The First Australians remember the arrival of the Endeavour
Ever since researching the background of Tupaia's iconic painting of three Aboriginals in two bark canoes in the bay that came to be called "Botany Bay," I have been fascinated by their reaction -- or conscious lack of reaction -- to the arrival of the great ship with wings that was going to change their way of life so drastically.
See what I mean? Tupaia, in his inimitable fashion, has captured the emotion of the moment. Father, in his own canoe, concentrates completely on the fish he is about to spear. The two little boys are both scared and intrigued -- look at their eyes. But they, too, refuse to react to the appearance of this strange vessel. Can you imagine how differently we would behave if a space ship materialized in a modern city street? Yet to them the ship was equivalent to a UFO.
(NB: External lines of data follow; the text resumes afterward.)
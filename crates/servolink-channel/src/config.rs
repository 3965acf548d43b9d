// Copyright 2026 Servolink Developers
// SPDX-License-Identifier: Apache-2.0

//! Channel configuration.

use crate::error::{ChannelError, Result};
use std::time::Duration;

/// Default cadence of the liveness probe.
pub const HEARTBEAT_INTERVAL: Duration = Duration::from_millis(5000);

/// Default deadline for a heartbeat reply.
pub const HEARTBEAT_TIMEOUT: Duration = Duration::from_millis(2000);

/// Connection parameters for one controller channel.
///
/// Only the RPC port is supplied here; the notification and stream ports are
/// obtained from the controller itself during bring-up.
///
/// # Example
/// ```
/// use servolink_channel::ChannelConfig;
///
/// let config = ChannelConfig::new("192.168.1.20", 5000)
///     .with_display_name("table 3 lock-box");
/// assert!(config.validate().is_ok());
/// ```
#[derive(Debug, Clone)]
pub struct ChannelConfig {
    /// Controller host name or address
    pub host: String,

    /// Port of the msgpack-rpc request/reply endpoint
    pub rpc_port: u16,

    /// Human-readable name used in log output
    pub display_name: Option<String>,

    /// Cadence of the repeating liveness probe
    pub heartbeat_interval: Duration,

    /// Deadline for a single heartbeat reply
    pub heartbeat_timeout: Duration,
}

impl ChannelConfig {
    pub fn new(host: impl Into<String>, rpc_port: u16) -> Self {
        Self {
            host: host.into(),
            rpc_port,
            display_name: None,
            heartbeat_interval: HEARTBEAT_INTERVAL,
            heartbeat_timeout: HEARTBEAT_TIMEOUT,
        }
    }

    pub fn with_display_name(mut self, name: impl Into<String>) -> Self {
        self.display_name = Some(name.into());
        self
    }

    pub fn with_heartbeat_interval(mut self, interval: Duration) -> Self {
        self.heartbeat_interval = interval;
        self
    }

    pub fn with_heartbeat_timeout(mut self, timeout: Duration) -> Self {
        self.heartbeat_timeout = timeout;
        self
    }

    /// Validate configuration before opening a channel.
    pub fn validate(&self) -> Result<()> {
        if self.host.is_empty() {
            return Err(ChannelError::InvalidConfig("host must not be empty".into()));
        }
        if self.host.contains(['/', ' ']) {
            return Err(ChannelError::InvalidConfig(format!(
                "host contains invalid characters: {}",
                self.host
            )));
        }
        if self.rpc_port == 0 {
            return Err(ChannelError::InvalidConfig("rpc_port must be non-zero".into()));
        }
        if self.heartbeat_interval.is_zero() || self.heartbeat_timeout.is_zero() {
            return Err(ChannelError::InvalidConfig(
                "heartbeat timing must be non-zero".into(),
            ));
        }
        if self.heartbeat_timeout >= self.heartbeat_interval {
            return Err(ChannelError::InvalidConfig(
                "heartbeat_timeout must be shorter than heartbeat_interval".into(),
            ));
        }
        Ok(())
    }

    /// Name used in log output; falls back to `host:rpc_port`.
    pub fn label(&self) -> String {
        self.display_name
            .clone()
            .unwrap_or_else(|| format!("{}:{}", self.host, self.rpc_port))
    }

    /// Endpoint of the RPC request/reply socket.
    pub fn rpc_endpoint(&self) -> String {
        self.endpoint(self.rpc_port)
    }

    /// Endpoint for an arbitrary port on the same controller.
    pub(crate) fn endpoint(&self, port: u16) -> String {
        format!("tcp://{}:{}", self.host, port)
    }
}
"Warra warra wai!" the Aborigines cried, as the landing party from the Endeavour set foot on the beach -- "Go away!" in the Gweagal language. As I commented in my biography of Tupaia, this defiance was an act of great courage. Order lived in the land, which was their spiritual home, while disorder came from the sea. Anything from the sea was a menace to be sent away, and they were just a few against many.
Eventually, of course, the Endeavour did go away, leaving the First Australians to await the consequences of their discovery by the British, and try to make sense of the situation by incorporating it into their mythology. In New Zealand, it was Tupaia who became legend. In Australia, by contrast, if was Cook who became the symbol of dispossession, the man who brought disorder from the sea.
The Australian National Maritime Museum in Sydney is encapsulating the moment by staging a remarkably evocative exhibit, called East Coast Encounter. Surrounding the bark canoe pictured at the head of this post is an array of paintings, plus a remarkably eloquent poem.
It seems both ironic and fitting that the Endeavour replica lies at her moorings outside the museum.